▶ [Exercise aim] Give back every entry below, unchanged.

▶ [Dataset entries]
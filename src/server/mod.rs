mod structures;

pub use structures::{Command, ErrorPayload, Response, SimulationRequest, SimulationResult};

use crate::config::ScenarioConfig;
use crate::control::design_lqr;
use crate::error::SimError;
use crate::model::LinearModel;
use crate::observer::SimObserver;
use crate::sim::ClosedLoopSim;

/// Execute one request end to end: merge overrides over the defaults,
/// linearize, design the gain, simulate, and package the result.
pub fn run_request(
    request: &SimulationRequest,
    observer: &dyn SimObserver,
) -> Result<SimulationResult, SimError> {
    let mut config = ScenarioConfig::default();
    request.merge_into(&mut config);
    config.validate()?;

    let params = config.params()?;
    let model = LinearModel::from_params(&params);
    let design = design_lqr(&model, &config.weights()?, observer)?;

    let sim = ClosedLoopSim::new(model, design.k, params, observer);
    let initial_state = config.initial_state()?;
    let trajectory = match config.disturbance()? {
        Some((time, vector)) => sim.run_with_disturbance(
            &initial_state,
            config.simulation_time,
            config.dt,
            time,
            &vector,
        )?,
        None => sim.run(&initial_state, config.simulation_time, config.dt, None)?,
    };

    Ok(SimulationResult::new(&trajectory, &design.k))
}

/// Handle one wire command, converting any core failure into a structured
/// error payload. `Close` is answered with an empty success; the connection
/// loop decides to stop on it.
pub fn handle_command(command: &Command, observer: &dyn SimObserver) -> Response {
    match command {
        Command::RunSimulation { request } => match run_request(request, observer) {
            Ok(result) => Response::ok(result),
            Err(error) => Response::failure(&error),
        },
        Command::Close => Response {
            success: true,
            result: None,
            error: None,
        },
    }
}

#[cfg(test)]
mod tests {
    use super::*;
    use crate::observer::NullObserver;
    use pretty_assertions::assert_eq;

    #[test]
    fn defaults_produce_a_full_length_result() {
        let request = SimulationRequest {
            simulation_time: Some(1.0),
            ..Default::default()
        };
        let result = run_request(&request, &NullObserver).unwrap();
        assert_eq!(result.time.len(), 100);
        assert_eq!(result.states.len(), 100);
        assert_eq!(result.states[0].len(), 12);
        assert_eq!(result.k.len(), 4);
        assert_eq!(result.k[0].len(), 12);
    }

    #[test]
    fn overrides_are_merged_over_defaults() {
        let request = SimulationRequest {
            mass: Some(2.0),
            q_diag: Some(vec![1.0; 12]),
            ..Default::default()
        };
        let mut config = ScenarioConfig::default();
        request.merge_into(&mut config);
        assert_eq!(config.mass, 2.0);
        assert_eq!(config.q_diag, vec![1.0; 12]);
        // Untouched fields keep the canonical defaults
        assert_eq!(config.izz, 0.0366);
        assert_eq!(config.dt, 0.01);
    }

    #[test]
    fn invalid_request_becomes_structured_error() {
        let request = SimulationRequest {
            q_diag: Some(vec![1.0; 3]),
            simulation_time: Some(1.0),
            ..Default::default()
        };
        let command = Command::RunSimulation { request };
        let response = handle_command(&command, &NullObserver);
        assert!(!response.success);
        let payload = response.error.unwrap();
        assert_eq!(payload.kind, "invalid_parameter");
    }

    #[test]
    fn command_round_trips_through_json() {
        let json = r#"{"RunSimulation":{"request":{"mass":1.5,"dt":0.02}}}"#;
        let command: Command = serde_json::from_str(json).unwrap();
        match &command {
            Command::RunSimulation { request } => {
                assert_eq!(request.mass, Some(1.5));
                assert_eq!(request.dt, Some(0.02));
                assert_eq!(request.ixx, None);
            }
            other => panic!("unexpected command {:?}", other),
        }
    }
}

▶ [Exercise result]
filename src/server/mod.rs
mod structures;

pub use structures::{Command, ErrorPayload, Response, SimulationRequest, SimulationResult};

use crate::config::ScenarioConfig;
use crate::control::design_lqr;
use crate::error::SimError;
use crate::model::LinearModel;
use crate::observer::SimObserver;
use crate::sim::ClosedLoopSim;

/// Execute one request end to end: merge overrides over the defaults,
/// linearize, design the gain, simulate, and package the result.
pub fn run_request(
    request: &SimulationRequest,
    observer: &dyn SimObserver,
) -> Result<SimulationResult, SimError> {
    let mut config = ScenarioConfig::default();
    request.merge_into(&mut config);
    config.validate()?;

    let params = config.params()?;
    let model = LinearModel::from_params(&params);
    let design = design_lqr(&model, &config.weights()?, observer)?;

    let sim = ClosedLoopSim::new(model, design.k, params, observer);
    let initial_state = config.initial_state()?;
    let trajectory = match config.disturbance()? {
        Some((time, vector)) => sim.run_with_disturbance(
            &initial_state,
            config.simulation_time,
            config.dt,
            time,
            &vector,
        )?,
        None => sim.run(&initial_state, config.simulation_time, config.dt, None)?,
    };

    Ok(SimulationResult::new(&trajectory, &design.k))
}

/// Handle one wire command, converting any core failure into a structured
/// error payload. `Close` is answered with an empty success; the connection
/// loop decides to stop on it.
pub fn handle_command(command: &Command, observer: &dyn SimObserver) -> Response {
    match command {
        Command::RunSimulation { request } => match run_request(request, observer) {
            Ok(result) => Response::ok(result),
            Err(error) => Response::failure(&error),
        },
        Command::Close => Response {
            success: true,
            result: None,
            error: None,
        },
    }
}

#[cfg(test)]
mod tests {
    use super::*;
    use crate::observer::NullObserver;
    use pretty_assertions::assert_eq;

    #[test]
    fn defaults_produce_a_full_length_result() {
        let request = SimulationRequest {
            simulation_time: Some(1.0),
            ..Default::default()
        };
        let result = run_request(&request, &NullObserver).unwrap();
        assert_eq!(result.time.len(), 100);
        assert_eq!(result.states.len(), 100);
        assert_eq!(result.states[0].len(), 12);
        assert_eq!(result.k.len(), 4);
        assert_eq!(result.k[0].len(), 12);
    }

    #[test]
    fn overrides_are_merged_over_defaults() {
        let request = SimulationRequest {
            mass: Some(2.0),
            q_diag: Some(vec![1.0; 12]),
            ..Default::default()
        };
        let mut config = ScenarioConfig::default();
        request.merge_into(&mut config);
        assert_eq!(config.mass, 2.0);
        assert_eq!(config.q_diag, vec![1.0; 12]);
        // Untouched fields keep the canonical defaults
        assert_eq!(config.izz, 0.0366);
        assert_eq!(config.dt, 0.01);
    }

    #[test]
    fn invalid_request_becomes_structured_error() {
        let request = SimulationRequest {
            q_diag: Some(vec![1.0; 3]),
            simulation_time: Some(1.0),
            ..Default::default()
        };
        let command = Command::RunSimulation { request };
        let response = handle_command(&command, &NullObserver);
        assert!(!response.success);
        let payload = response.error.unwrap();
        assert_eq!(payload.kind, "invalid_parameter");
    }

    #[test]
    fn command_round_trips_through_json() {
        let json = r#"{"RunSimulation":{"request":{"mass":1.5,"dt":0.02}}}"#;
        let command: Command = serde_json::from_str(json).unwrap();
        match &command {
            Command::RunSimulation { request } => {
                assert_eq!(request.mass, Some(1.5));
                assert_eq!(request.dt, Some(0.02));
                assert_eq!(request.ixx, None);
            }
            other => panic!("unexpected command {:?}", other),
        }
    }
}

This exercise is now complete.